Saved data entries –
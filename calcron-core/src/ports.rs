//! Collaborators the engine talks to.
//!
//! The engine never speaks a calendar wire protocol, never spawns a job
//! queue and never touches hardware itself; the host wires these traits to
//! whatever does.

use async_trait::async_trait;
use chrono::NaiveDateTime;
use serde::{Deserialize, Serialize};

use crate::error::CalcronResult;
use crate::event::RemoteEvent;
use crate::query::FetchQuery;

/// Identifier returned by a command executor for a scheduled job.
pub type JobId = String;

/// Source of calendar events. Pagination is the source's business.
#[async_trait]
pub trait EventSource: Send + Sync {
    async fn fetch(&self, queries: &[FetchQuery]) -> CalcronResult<Vec<RemoteEvent>>;
}

/// Schedules commands at wall-clock instants (`at`-style).
#[async_trait]
pub trait CommandExecutor: Send + Sync {
    async fn schedule(&self, command: &str, at: NaiveDateTime) -> CalcronResult<JobId>;

    async fn cancel(&self, job_ids: &[JobId]) -> CalcronResult<()>;
}

/// Position of a binary actuator.
#[derive(Debug, Clone, Copy, PartialEq, Eq, Serialize, Deserialize)]
pub enum RelayState {
    Off,
    On,
}

impl RelayState {
    pub fn as_digit(self) -> u8 {
        match self {
            RelayState::Off => 0,
            RelayState::On => 1,
        }
    }

    pub fn from_digit(digit: &str) -> Option<RelayState> {
        match digit.trim() {
            "0" => Some(RelayState::Off),
            "1" => Some(RelayState::On),
            _ => None,
        }
    }
}

impl From<bool> for RelayState {
    fn from(on: bool) -> Self {
        if on { RelayState::On } else { RelayState::Off }
    }
}

impl std::fmt::Display for RelayState {
    fn fmt(&self, f: &mut std::fmt::Formatter<'_>) -> std::fmt::Result {
        match self {
            RelayState::Off => write!(f, "off"),
            RelayState::On => write!(f, "on"),
        }
    }
}

/// A binary actuator addressed by pin.
#[async_trait]
pub trait Actuator: Send + Sync {
    async fn read(&self, pin: u32) -> CalcronResult<RelayState>;

    /// Set the pin and return the state read back afterwards.
    async fn write(&self, pin: u32, state: RelayState) -> CalcronResult<RelayState>;
}
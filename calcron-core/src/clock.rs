//! Time sources.
//!
//! Every comparison in calcron happens on the naive local wall clock of the
//! process. Instants coming from the calendar are resolved to local time and
//! then stripped of their offset, which is only approximate around DST
//! transitions.

use chrono::{DateTime, FixedOffset, Local, NaiveDateTime, Offset, Utc};

pub trait Clock: Send + Sync {
    /// The current instant.
    fn now(&self) -> DateTime<Utc>;

    /// Resolve an instant to the local wall clock and drop the offset.
    fn wall_clock(&self, instant: DateTime<Utc>) -> NaiveDateTime;

    fn local_now(&self) -> NaiveDateTime {
        self.wall_clock(self.now())
    }
}

/// The machine's real clock and timezone.
#[derive(Debug, Clone, Copy, Default)]
pub struct SystemClock;

impl Clock for SystemClock {
    fn now(&self) -> DateTime<Utc> {
        Utc::now()
    }

    fn wall_clock(&self, instant: DateTime<Utc>) -> NaiveDateTime {
        instant.with_timezone(&Local).naive_local()
    }
}

/// A clock pinned to one instant in a fixed-offset zone.
#[derive(Debug, Clone, Copy)]
pub struct FixedClock {
    now: DateTime<Utc>,
    offset: FixedOffset,
}

impl FixedClock {
    pub fn new(now: DateTime<Utc>, offset: FixedOffset) -> Self {
        FixedClock { now, offset }
    }

    /// A UTC clock whose wall clock reads `local`.
    pub fn at(local: NaiveDateTime) -> Self {
        FixedClock {
            now: local.and_utc(),
            offset: Utc.fix(),
        }
    }
}

impl Clock for FixedClock {
    fn now(&self) -> DateTime<Utc> {
        self.now
    }

    fn wall_clock(&self, instant: DateTime<Utc>) -> NaiveDateTime {
        instant.with_timezone(&self.offset).naive_local()
    }
}

#[cfg(test)]
mod tests {
    use super::*;
    use chrono::{NaiveDate, TimeZone};

    #[test]
    fn fixed_clock_applies_offset() {
        let now = Utc.with_ymd_and_hms(2026, 1, 10, 12, 0, 0).unwrap();
        let clock = FixedClock::new(now, FixedOffset::east_opt(3600).unwrap());

        let expected = NaiveDate::from_ymd_opt(2026, 1, 10)
            .unwrap()
            .and_hms_opt(13, 0, 0)
            .unwrap();
        assert_eq!(clock.local_now(), expected);
    }
}
//! Deciding which commands an event needs right now.
//!
//! An event is looked at on every sync while it is within the fetch window,
//! so the same event is seen before it starts, while it runs and after it was
//! edited or cancelled. The window position together with "do we already
//! track jobs for it" decides what gets (re)scheduled:
//!
//! | window      | tracked | cancelled | actions                          |
//! |-------------|---------|-----------|----------------------------------|
//! | future      | any     | no        | start at start, end at end       |
//! | in progress | no      | no        | start at now + 1m, end at end    |
//! | in progress | no      | yes       | none                             |
//! | in progress | yes     | no        | end at end (replaces old jobs)   |
//! | in progress | yes     | yes       | end at now + 1m                  |
//! | past        | any     | any       | none                             |
//!
//! A cancelled event that is not in progress is removed outright.

use chrono::{Duration, NaiveDateTime};
use serde::{Deserialize, Serialize};
use tracing::debug;

use crate::action::DerivedAction;
use crate::constants::NOW_LEAD_MINUTES;
use crate::event::NormalizedEvent;
use crate::offset::parse_commands;

/// Commands run when an event starts and ends.
#[derive(Debug, Clone, PartialEq, Eq, Serialize, Deserialize)]
pub struct CommandTemplates {
    pub start: String,
    pub end: String,
}

/// Where an event's window lies relative to now.
#[derive(Debug, Clone, Copy, PartialEq, Eq)]
pub enum Window {
    Future,
    InProgress,
    /// Ended, or a window that fits nowhere else (end before start).
    Past,
}

impl Window {
    pub fn classify(start: NaiveDateTime, end: NaiveDateTime, now: NaiveDateTime) -> Window {
        if start >= now && end >= now {
            Window::Future
        } else if start < now && end >= now {
            Window::InProgress
        } else {
            Window::Past
        }
    }
}

/// The earliest instant an "immediate" action may be scheduled at.
pub fn soonest(now: NaiveDateTime) -> NaiveDateTime {
    now + Duration::minutes(NOW_LEAD_MINUTES)
}

/// Start and end commands due for an event window.
pub fn start_and_end_commands(
    templates: &CommandTemplates,
    start: NaiveDateTime,
    end: NaiveDateTime,
    now: NaiveDateTime,
    tracked: bool,
    cancelled: bool,
) -> Vec<DerivedAction> {
    match Window::classify(start, end, now) {
        Window::Future => vec![
            DerivedAction::new(&templates.start, start),
            DerivedAction::new(&templates.end, end),
        ],
        Window::InProgress if !tracked => {
            // A deferred start at or after the end would leave it switched on
            if cancelled || end <= soonest(now) {
                Vec::new()
            } else {
                vec![
                    DerivedAction::new(&templates.start, soonest(now)),
                    DerivedAction::new(&templates.end, end),
                ]
            }
        }
        Window::InProgress => {
            debug!("deferred command already scheduled");
            if cancelled {
                vec![DerivedAction::new(&templates.end, soonest(now))]
            } else {
                vec![DerivedAction::new(&templates.end, end)]
            }
        }
        Window::Past => {
            debug!("Ignoring command that was scheduled for the past");
            Vec::new()
        }
    }
}

/// What the scheduler should do with one fetched event.
#[derive(Debug, Clone, PartialEq, Eq)]
pub enum EventPlan {
    /// Cancel any tracked jobs and forget the event.
    Remove,
    /// Cancel any tracked jobs, then schedule these actions.
    Replace(Vec<DerivedAction>),
    /// Leave tracked jobs as they are.
    Keep,
}

/// Plan one event.
///
/// With `description_commands` set, a non-cancelled event with a non-blank
/// description gets its actions from the description instead of the
/// start/end templates.
pub fn plan_event(
    event: &NormalizedEvent,
    now: NaiveDateTime,
    tracked: bool,
    templates: &CommandTemplates,
    description_commands: bool,
) -> EventPlan {
    let cancelled = event.is_cancelled();

    if cancelled && !event.is_in_progress(now) {
        return EventPlan::Remove;
    }

    let actions = if description_commands && !cancelled && !event.description.trim().is_empty() {
        parse_commands(&event.description, event.start, event.end, now)
    } else {
        start_and_end_commands(templates, event.start, event.end, now, tracked, cancelled)
    };

    if actions.is_empty() {
        EventPlan::Keep
    } else {
        EventPlan::Replace(actions)
    }
}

Work to complete – Word for word, repeat the lines from the one holding "parse_commands(&event.description, event.start, event.end, now)" through the last line of the entries, both included.

Answer section –
        parse_commands(&event.description, event.start, event.end, now)
    } else {
        start_and_end_commands(templates, event.start, event.end, now, tracked, cancelled)
    };

    if actions.is_empty() {
        EventPlan::Keep
    } else {
        EventPlan::Replace(actions)
    }
}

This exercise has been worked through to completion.